(Stored data)
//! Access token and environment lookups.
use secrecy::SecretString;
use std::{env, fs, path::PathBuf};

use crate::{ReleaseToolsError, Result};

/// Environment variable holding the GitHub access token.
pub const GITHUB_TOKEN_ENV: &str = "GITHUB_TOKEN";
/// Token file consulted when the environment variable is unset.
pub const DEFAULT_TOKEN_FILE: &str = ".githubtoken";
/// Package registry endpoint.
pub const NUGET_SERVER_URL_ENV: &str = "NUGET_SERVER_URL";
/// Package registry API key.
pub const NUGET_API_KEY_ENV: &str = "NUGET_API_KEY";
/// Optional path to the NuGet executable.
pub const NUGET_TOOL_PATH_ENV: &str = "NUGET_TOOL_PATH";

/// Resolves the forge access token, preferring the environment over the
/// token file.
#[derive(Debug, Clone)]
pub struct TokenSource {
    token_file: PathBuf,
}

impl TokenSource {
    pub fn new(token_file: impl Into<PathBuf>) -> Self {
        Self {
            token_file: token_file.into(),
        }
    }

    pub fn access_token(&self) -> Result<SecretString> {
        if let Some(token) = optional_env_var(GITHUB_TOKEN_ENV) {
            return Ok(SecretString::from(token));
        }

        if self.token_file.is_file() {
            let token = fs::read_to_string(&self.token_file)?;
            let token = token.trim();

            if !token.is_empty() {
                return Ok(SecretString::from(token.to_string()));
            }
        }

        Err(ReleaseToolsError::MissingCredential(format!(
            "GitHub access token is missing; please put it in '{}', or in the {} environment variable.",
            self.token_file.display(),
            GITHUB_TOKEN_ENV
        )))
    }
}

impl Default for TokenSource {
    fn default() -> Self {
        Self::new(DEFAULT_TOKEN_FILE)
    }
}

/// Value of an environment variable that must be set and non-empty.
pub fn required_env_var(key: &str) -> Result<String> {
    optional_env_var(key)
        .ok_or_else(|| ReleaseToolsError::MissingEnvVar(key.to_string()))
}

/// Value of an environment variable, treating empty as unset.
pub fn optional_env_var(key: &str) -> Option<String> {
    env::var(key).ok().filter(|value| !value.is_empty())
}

[WHAT IS BEING ASKED]:
Restate each of the entries above verbatim.

[ANSWER SPACE]:
//! Access token and environment lookups.
use secrecy::SecretString;
use std::{env, fs, path::PathBuf};

use crate::{ReleaseToolsError, Result};

/// Environment variable holding the GitHub access token.
pub const GITHUB_TOKEN_ENV: &str = "GITHUB_TOKEN";
/// Token file consulted when the environment variable is unset.
pub const DEFAULT_TOKEN_FILE: &str = ".githubtoken";
/// Package registry endpoint.
pub const NUGET_SERVER_URL_ENV: &str = "NUGET_SERVER_URL";
/// Package registry API key.
pub const NUGET_API_KEY_ENV: &str = "NUGET_API_KEY";
/// Optional path to the NuGet executable.
pub const NUGET_TOOL_PATH_ENV: &str = "NUGET_TOOL_PATH";

/// Resolves the forge access token, preferring the environment over the
/// token file.
#[derive(Debug, Clone)]
pub struct TokenSource {
    token_file: PathBuf,
}

impl TokenSource {
    pub fn new(token_file: impl Into<PathBuf>) -> Self {
        Self {
            token_file: token_file.into(),
        }
    }

    pub fn access_token(&self) -> Result<SecretString> {
        if let Some(token) = optional_env_var(GITHUB_TOKEN_ENV) {
            return Ok(SecretString::from(token));
        }

        if self.token_file.is_file() {
            let token = fs::read_to_string(&self.token_file)?;
            let token = token.trim();

            if !token.is_empty() {
                return Ok(SecretString::from(token.to_string()));
            }
        }

        Err(ReleaseToolsError::MissingCredential(format!(
            "GitHub access token is missing; please put it in '{}', or in the {} environment variable.",
            self.token_file.display(),
            GITHUB_TOKEN_ENV
        )))
    }
}

impl Default for TokenSource {
    fn default() -> Self {
        Self::new(DEFAULT_TOKEN_FILE)
    }
}

/// Value of an environment variable that must be set and non-empty.
pub fn required_env_var(key: &str) -> Result<String> {
    optional_env_var(key)
        .ok_or_else(|| ReleaseToolsError::MissingEnvVar(key.to_string()))
}

/// Value of an environment variable, treating empty as unset.
pub fn optional_env_var(key: &str) -> Option<String> {
    env::var(key).ok().filter(|value| !value.is_empty())
}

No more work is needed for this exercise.